Este es uno de los textos que escribí para la V edición del Mundial de Escritura
Imagen: Pixabay

lunes, 6 de diciembre de 2021

Los fantasmas que fuimos [Relato]


 


Tal vez fue el olor a higos.

Aquella vez yo venía caminando por la calle que lleva a la estación de trenes, cuando el olor de los higos de una casa me atrapó en la vereda, y me llevó a recuerdos que ya había olvidado que tenía. Que cosa esa, la de olvidar recuerdos. El punto es que me trasladaron a un lugar especifico. El patio de la casa de mis padres. Todo de tierra. Los árboles de mora e higos. Creo que también había un ciruelo. Si cerraba los ojos en ese momento, casi podía oír la ingente cantidad de pajaritos que poblaban esos arboles, siendo insultados copiosamente por el loro que mi madre mantenía en la jaula. Supongo que tenía razones para, al menos, tenerles un poco de bronca y envidia.

Pero la vida no me detuvo en esa vereda, en esa calle, y seguí mi camino hacia mi casa.
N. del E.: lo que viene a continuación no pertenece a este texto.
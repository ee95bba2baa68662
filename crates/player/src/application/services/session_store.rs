//! Session and settings persistence
//!
//! Reads and writes the session and the client settings through the storage
//! port, under the keys defined in `storage_keys`.

use gamevault_domain::{parse_flag, ClientSettings, CurrentUser, Session};

use crate::ports::outbound::{storage_keys, StorageProvider};

/// Typed access to the persisted session and settings
#[derive(Clone)]
pub struct SessionStore<S: StorageProvider> {
    storage: S,
}

impl<S: StorageProvider> SessionStore<S> {
    pub fn new(storage: S) -> Self {
        Self { storage }
    }

    /// Load whatever session was persisted
    ///
    /// A `currentUser` entry that does not decode is treated as absent.
    pub fn load_session(&self) -> Session {
        let access_token = self.storage.load(storage_keys::ACCESS_TOKEN);
        let user = self
            .storage
            .load(storage_keys::CURRENT_USER)
            .and_then(|raw| match serde_json::from_str::<CurrentUser>(&raw) {
                Ok(user) => Some(user),
                Err(e) => {
                    tracing::warn!("Ignoring unreadable stored user: {}", e);
                    None
                }
            });

        Session { access_token, user }
    }

    pub fn save_session(&self, session: &Session) {
        if let Some(token) = &session.access_token {
            self.storage.save(storage_keys::ACCESS_TOKEN, token);
        }
        if let Some(user) = &session.user {
            match serde_json::to_string(user) {
                Ok(json) => self.storage.save(storage_keys::CURRENT_USER, &json),
                Err(e) => tracing::error!("Failed to serialize current user: {}", e),
            }
        }
    }

    /// Remove the session keys; settings are left alone
    pub fn clear_session(&self) {
        self.storage.remove(storage_keys::ACCESS_TOKEN);
        self.storage.remove(storage_keys::CURRENT_USER);
    }

    /// Load settings, filling gaps from `defaults`
    ///
    /// An empty stored URL counts as unset. A stored auto-refresh flag other
    /// than `"true"` means disabled.
    pub fn load_settings(&self, defaults: &ClientSettings) -> ClientSettings {
        let api_base_url = self
            .storage
            .load(storage_keys::API_URL)
            .filter(|url| !url.is_empty())
            .unwrap_or_else(|| defaults.api_base_url.clone());

        let auto_refresh_enabled = match self.storage.load(storage_keys::AUTO_REFRESH) {
            None => defaults.auto_refresh_enabled,
            Some(raw) => parse_flag(&raw).unwrap_or_else(|e| {
                tracing::warn!("Treating stored auto-refresh flag as off: {}", e);
                false
            }),
        };

        ClientSettings {
            api_base_url,
            auto_refresh_enabled,
        }
    }

    pub fn save_settings(&self, settings: &ClientSettings) {
        self.storage.save(storage_keys::API_URL, &settings.api_base_url);
        self.storage.save(
            storage_keys::AUTO_REFRESH,
            if settings.auto_refresh_enabled {
                "true"
            } else {
                "false"
            },
        );
    }
}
En el trayecto, recodé a Pepe en mayor detalle. Era todo un señor loro, de color verde oscuro en el lomo y las alas y verde claro debajo, en su "pancita". Recuerdo que un día se hartó de su destino y, aprovechando un descuido de mi madre, se fue con una bandada de loros que de pura casualidad estaban viajando por nuestro barrio. Nunca volvimos a verlo y me alegré de todo corazón de ello. Nadie entendía más sus anhelos de libertad que yo.

Tarde mucho más tiempo que Pepe en irme de la casa. Mucho, mucho más. Pero lo logré. Nunca regresé ni había pensado en hacerlo, hasta que el perfume de esos higos me trajo a mis viejos fantasmas. Y decidí volver a visitar aquella casa, en la que nunca fui feliz.

Así que, cuando mis pasos llegaron a mi actual hogar aquella tarde, simplemente seguí caminando. No tuve ni que pensarlo. Mi mente y mi cuerpo estaban conspirando juntos en cerrar ese ciclo, que había quedado abierto como el final de una novela.

Las calles de asfalto se terminaron y seguí caminando sobre las de tierra. Una gota pequeña me dio justo en medio de la cabeza, así que la giré hacia el cielo, que había estado gris toda la mañana y ahora por fin parecía tener ganas de desahogarse. Me parecía el clima adecuado. Abrí mi paraguas verde y seguí adelante, escuchando las gotas golpear la tela, y sintiendo el olor de la tierra que se iba humedeciendo. Había olvidado cuanto me gustaba. En el centro de la ciudad, donde vivo, no hay "olor a lluvia".

Una duda me asaltó en el camino y me he hizo clavar las uñas en el mango del paraguas: ¿y si la casa no seguía en pie? Hacía años que los viejos se habían muerto, casi una década. Que yo supiera, tampoco ninguno de mis hermanos había vuelto. Nadie que le diera mantenimiento a una casa de cincuenta años y tenes un derrumbe casi asegurado. O tal vez alguno volvió y se hizo cargo de la propiedad y ahora tiene otro aspecto. ¿Y si ahora son solo un montoncitos de departamentos en alquiler? ¿De que me despido? ¿Estará la higuera? Sentí un nudo en la garganta, que me incomodaba más que el agua en mis zapatillas. Parpadeé rápido y traté de convencerme de que tenía los ojos húmedos e irritados por la lluvia y no por las lágrimas. "Si alguno de mis hermanos tocó algo, lo mato", me dije. Jamás les tocaría un pelo, por supuesto, pero necesitaba conjurar insultos para liberar mis emociones.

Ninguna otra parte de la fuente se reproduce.